Stored data entries
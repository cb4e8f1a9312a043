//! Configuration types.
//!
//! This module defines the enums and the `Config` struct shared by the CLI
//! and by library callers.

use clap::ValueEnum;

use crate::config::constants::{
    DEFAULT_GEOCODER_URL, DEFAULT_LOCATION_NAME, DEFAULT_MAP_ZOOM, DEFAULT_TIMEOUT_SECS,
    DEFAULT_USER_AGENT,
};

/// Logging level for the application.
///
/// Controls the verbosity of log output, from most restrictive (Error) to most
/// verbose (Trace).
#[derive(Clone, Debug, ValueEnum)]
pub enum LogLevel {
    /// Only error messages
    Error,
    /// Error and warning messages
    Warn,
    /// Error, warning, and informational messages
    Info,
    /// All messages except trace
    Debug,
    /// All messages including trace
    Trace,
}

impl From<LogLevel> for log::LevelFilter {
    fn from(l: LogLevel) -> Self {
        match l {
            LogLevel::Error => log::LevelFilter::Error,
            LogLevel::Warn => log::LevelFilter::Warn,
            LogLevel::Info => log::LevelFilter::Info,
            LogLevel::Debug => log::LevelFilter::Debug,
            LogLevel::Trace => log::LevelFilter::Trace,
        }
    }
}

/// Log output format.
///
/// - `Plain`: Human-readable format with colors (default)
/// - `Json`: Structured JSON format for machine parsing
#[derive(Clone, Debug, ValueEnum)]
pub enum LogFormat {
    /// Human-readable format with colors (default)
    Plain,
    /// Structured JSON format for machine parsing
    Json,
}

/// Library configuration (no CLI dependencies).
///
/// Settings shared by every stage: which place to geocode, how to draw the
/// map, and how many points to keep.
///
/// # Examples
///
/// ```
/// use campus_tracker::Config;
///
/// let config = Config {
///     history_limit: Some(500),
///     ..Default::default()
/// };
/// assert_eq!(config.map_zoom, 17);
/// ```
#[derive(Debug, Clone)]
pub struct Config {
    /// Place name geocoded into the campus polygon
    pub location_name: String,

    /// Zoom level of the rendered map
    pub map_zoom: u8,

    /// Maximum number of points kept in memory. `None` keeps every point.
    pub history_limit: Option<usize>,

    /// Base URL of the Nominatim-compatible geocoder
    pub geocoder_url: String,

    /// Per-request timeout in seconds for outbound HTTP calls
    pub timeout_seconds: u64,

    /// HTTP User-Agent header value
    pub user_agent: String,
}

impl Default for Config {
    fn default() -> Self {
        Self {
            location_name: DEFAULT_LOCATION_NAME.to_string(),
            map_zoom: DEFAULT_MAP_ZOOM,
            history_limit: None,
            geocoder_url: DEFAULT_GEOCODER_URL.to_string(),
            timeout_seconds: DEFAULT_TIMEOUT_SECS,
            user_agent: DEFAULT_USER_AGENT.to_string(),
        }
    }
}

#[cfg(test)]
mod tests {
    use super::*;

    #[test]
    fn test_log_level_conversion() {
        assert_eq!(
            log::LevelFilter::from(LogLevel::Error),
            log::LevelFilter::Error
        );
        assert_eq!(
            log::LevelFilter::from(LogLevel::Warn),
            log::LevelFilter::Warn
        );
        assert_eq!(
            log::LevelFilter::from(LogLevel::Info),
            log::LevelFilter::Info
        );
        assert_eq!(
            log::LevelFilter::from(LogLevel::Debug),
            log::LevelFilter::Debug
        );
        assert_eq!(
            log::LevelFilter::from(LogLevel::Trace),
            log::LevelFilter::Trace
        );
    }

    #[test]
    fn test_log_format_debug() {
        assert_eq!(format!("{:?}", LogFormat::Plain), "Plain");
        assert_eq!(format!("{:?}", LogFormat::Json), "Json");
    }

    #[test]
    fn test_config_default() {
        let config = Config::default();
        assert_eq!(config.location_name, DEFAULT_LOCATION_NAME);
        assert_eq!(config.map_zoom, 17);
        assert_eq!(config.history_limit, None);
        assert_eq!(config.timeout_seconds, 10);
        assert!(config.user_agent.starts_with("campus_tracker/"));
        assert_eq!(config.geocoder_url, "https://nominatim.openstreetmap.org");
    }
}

TASK REQUIREMENTS:
Could you return all of the data exactly as written?

YOUR SOLUTION:
repository cb4e8f1a9312a043
//! Configuration types.
//!
//! This module defines the enums and the `Config` struct shared by the CLI
//! and by library callers.

use clap::ValueEnum;

use crate::config::constants::{
    DEFAULT_GEOCODER_URL, DEFAULT_LOCATION_NAME, DEFAULT_MAP_ZOOM, DEFAULT_TIMEOUT_SECS,
    DEFAULT_USER_AGENT,
};

/// Logging level for the application.
///
/// Controls the verbosity of log output, from most restrictive (Error) to most
/// verbose (Trace).
#[derive(Clone, Debug, ValueEnum)]
pub enum LogLevel {
    /// Only error messages
    Error,
    /// Error and warning messages
    Warn,
    /// Error, warning, and informational messages
    Info,
    /// All messages except trace
    Debug,
    /// All messages including trace
    Trace,
}

impl From<LogLevel> for log::LevelFilter {
    fn from(l: LogLevel) -> Self {
        match l {
            LogLevel::Error => log::LevelFilter::Error,
            LogLevel::Warn => log::LevelFilter::Warn,
            LogLevel::Info => log::LevelFilter::Info,
            LogLevel::Debug => log::LevelFilter::Debug,
            LogLevel::Trace => log::LevelFilter::Trace,
        }
    }
}

/// Log output format.
///
/// - `Plain`: Human-readable format with colors (default)
/// - `Json`: Structured JSON format for machine parsing
#[derive(Clone, Debug, ValueEnum)]
pub enum LogFormat {
    /// Human-readable format with colors (default)
    Plain,
    /// Structured JSON format for machine parsing
    Json,
}

/// Library configuration (no CLI dependencies).
///
/// Settings shared by every stage: which place to geocode, how to draw the
/// map, and how many points to keep.
///
/// # Examples
///
/// ```
/// use campus_tracker::Config;
///
/// let config = Config {
///     history_limit: Some(500),
///     ..Default::default()
/// };
/// assert_eq!(config.map_zoom, 17);
/// ```
#[derive(Debug, Clone)]
pub struct Config {
    /// Place name geocoded into the campus polygon
    pub location_name: String,

    /// Zoom level of the rendered map
    pub map_zoom: u8,

    /// Maximum number of points kept in memory. `None` keeps every point.
    pub history_limit: Option<usize>,

    /// Base URL of the Nominatim-compatible geocoder
    pub geocoder_url: String,

    /// Per-request timeout in seconds for outbound HTTP calls
    pub timeout_seconds: u64,

    /// HTTP User-Agent header value
    pub user_agent: String,
}

impl Default for Config {
    fn default() -> Self {
        Self {
            location_name: DEFAULT_LOCATION_NAME.to_string(),
            map_zoom: DEFAULT_MAP_ZOOM,
            history_limit: None,
            geocoder_url: DEFAULT_GEOCODER_URL.to_string(),
            timeout_seconds: DEFAULT_TIMEOUT_SECS,
            user_agent: DEFAULT_USER_AGENT.to_string(),
        }
    }
}

#[cfg(test)]
mod tests {
    use super::*;

    #[test]
    fn test_log_level_conversion() {
        assert_eq!(
            log::LevelFilter::from(LogLevel::Error),
            log::LevelFilter::Error
        );
        assert_eq!(
            log::LevelFilter::from(LogLevel::Warn),
            log::LevelFilter::Warn
        );
        assert_eq!(
            log::LevelFilter::from(LogLevel::Info),
            log::LevelFilter::Info
        );
        assert_eq!(
            log::LevelFilter::from(LogLevel::Debug),
            log::LevelFilter::Debug
        );
        assert_eq!(
            log::LevelFilter::from(LogLevel::Trace),
            log::LevelFilter::Trace
        );
    }

    #[test]
    fn test_log_format_debug() {
        assert_eq!(format!("{:?}", LogFormat::Plain), "Plain");
        assert_eq!(format!("{:?}", LogFormat::Json), "Json");
    }

    #[test]
    fn test_config_default() {
        let config = Config::default();
        assert_eq!(config.location_name, DEFAULT_LOCATION_NAME);
        assert_eq!(config.map_zoom, 17);
        assert_eq!(config.history_limit, None);
        assert_eq!(config.timeout_seconds, 10);
        assert!(config.user_agent.starts_with("campus_tracker/"));
        assert_eq!(config.geocoder_url, "https://nominatim.openstreetmap.org");
    }
}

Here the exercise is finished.